■ **EXERCISE GOAL**
Everything from the line containing "Some((_, slot)) =>" through the line containing "not be overwritten." in the listing below should be copied exactly, and nothing more.
###
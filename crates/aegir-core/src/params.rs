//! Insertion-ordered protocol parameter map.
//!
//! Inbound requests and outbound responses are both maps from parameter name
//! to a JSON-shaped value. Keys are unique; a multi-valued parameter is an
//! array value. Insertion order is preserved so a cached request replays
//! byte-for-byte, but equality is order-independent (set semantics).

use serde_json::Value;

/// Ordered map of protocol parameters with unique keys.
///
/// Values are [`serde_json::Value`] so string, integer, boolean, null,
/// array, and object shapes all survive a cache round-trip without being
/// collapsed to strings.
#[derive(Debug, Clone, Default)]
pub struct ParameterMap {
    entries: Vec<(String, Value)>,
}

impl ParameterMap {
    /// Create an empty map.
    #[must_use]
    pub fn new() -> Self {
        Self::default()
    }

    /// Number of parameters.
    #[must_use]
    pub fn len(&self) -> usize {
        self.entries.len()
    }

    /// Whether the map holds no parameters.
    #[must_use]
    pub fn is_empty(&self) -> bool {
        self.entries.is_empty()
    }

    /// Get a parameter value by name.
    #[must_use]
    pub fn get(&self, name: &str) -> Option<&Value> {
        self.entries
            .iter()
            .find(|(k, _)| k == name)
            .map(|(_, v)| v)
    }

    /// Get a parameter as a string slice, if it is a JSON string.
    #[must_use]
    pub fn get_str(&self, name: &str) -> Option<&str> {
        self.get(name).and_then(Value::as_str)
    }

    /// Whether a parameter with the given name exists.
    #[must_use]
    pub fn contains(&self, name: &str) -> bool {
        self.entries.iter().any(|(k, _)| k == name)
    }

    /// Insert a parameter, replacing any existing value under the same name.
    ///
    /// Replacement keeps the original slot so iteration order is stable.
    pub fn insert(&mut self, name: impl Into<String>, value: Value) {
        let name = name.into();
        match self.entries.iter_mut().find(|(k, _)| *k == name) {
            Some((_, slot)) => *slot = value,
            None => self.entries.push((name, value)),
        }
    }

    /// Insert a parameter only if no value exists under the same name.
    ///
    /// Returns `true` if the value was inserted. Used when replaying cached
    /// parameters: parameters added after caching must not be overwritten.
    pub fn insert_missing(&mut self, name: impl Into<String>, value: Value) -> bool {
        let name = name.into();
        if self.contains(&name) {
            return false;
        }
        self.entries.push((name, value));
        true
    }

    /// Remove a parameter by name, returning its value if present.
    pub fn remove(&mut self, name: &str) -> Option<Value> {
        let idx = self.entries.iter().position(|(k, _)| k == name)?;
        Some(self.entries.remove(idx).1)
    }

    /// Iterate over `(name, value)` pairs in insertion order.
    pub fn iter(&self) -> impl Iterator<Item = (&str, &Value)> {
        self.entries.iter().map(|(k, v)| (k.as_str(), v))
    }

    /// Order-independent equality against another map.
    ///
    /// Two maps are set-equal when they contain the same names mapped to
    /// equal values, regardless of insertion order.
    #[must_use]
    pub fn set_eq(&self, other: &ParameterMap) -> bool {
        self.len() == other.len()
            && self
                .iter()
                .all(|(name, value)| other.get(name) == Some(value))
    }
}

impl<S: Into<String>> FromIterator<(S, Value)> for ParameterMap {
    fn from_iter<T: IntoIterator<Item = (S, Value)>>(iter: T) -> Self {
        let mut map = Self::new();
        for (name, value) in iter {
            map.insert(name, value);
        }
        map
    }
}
###
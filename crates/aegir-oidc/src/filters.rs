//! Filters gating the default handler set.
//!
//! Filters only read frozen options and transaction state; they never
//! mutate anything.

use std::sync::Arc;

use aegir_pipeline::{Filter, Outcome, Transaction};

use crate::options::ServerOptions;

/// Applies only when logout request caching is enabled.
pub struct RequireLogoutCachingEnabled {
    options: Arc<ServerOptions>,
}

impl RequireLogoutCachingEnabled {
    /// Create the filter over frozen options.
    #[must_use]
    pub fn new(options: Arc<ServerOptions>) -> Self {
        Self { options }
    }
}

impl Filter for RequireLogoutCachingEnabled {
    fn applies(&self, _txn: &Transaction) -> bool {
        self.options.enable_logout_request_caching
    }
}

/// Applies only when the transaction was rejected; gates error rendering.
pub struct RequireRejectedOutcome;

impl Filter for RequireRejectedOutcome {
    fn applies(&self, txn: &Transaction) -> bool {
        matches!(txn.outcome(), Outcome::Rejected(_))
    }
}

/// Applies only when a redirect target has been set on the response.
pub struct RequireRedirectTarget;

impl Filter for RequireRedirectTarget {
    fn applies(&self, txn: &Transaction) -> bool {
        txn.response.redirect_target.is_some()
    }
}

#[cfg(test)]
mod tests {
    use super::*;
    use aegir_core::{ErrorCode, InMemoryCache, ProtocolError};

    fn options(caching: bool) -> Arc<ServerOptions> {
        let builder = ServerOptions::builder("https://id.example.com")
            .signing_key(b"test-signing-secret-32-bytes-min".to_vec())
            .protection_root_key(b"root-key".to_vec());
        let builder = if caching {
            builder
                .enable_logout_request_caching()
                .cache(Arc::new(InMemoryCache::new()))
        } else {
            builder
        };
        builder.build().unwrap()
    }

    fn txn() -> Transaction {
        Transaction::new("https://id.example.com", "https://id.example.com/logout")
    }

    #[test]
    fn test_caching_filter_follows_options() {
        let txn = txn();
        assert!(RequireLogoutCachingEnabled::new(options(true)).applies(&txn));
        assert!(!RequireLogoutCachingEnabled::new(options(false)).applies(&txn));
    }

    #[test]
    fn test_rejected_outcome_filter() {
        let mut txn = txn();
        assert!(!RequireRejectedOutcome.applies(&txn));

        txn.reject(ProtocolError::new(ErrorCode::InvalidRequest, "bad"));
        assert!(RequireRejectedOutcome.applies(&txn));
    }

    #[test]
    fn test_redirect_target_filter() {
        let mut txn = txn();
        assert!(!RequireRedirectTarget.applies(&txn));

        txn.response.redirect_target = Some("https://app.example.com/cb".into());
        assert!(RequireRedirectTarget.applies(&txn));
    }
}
###
■ **ANSWER SECTION**
            Some((_, slot)) => *slot = value,
            None => self.entries.push((name, value)),
        }
    }

    /// Insert a parameter only if no value exists under the same name.
    ///
    /// Returns `true` if the value was inserted. Used when replaying cached
    /// parameters: parameters added after caching must not be overwritten.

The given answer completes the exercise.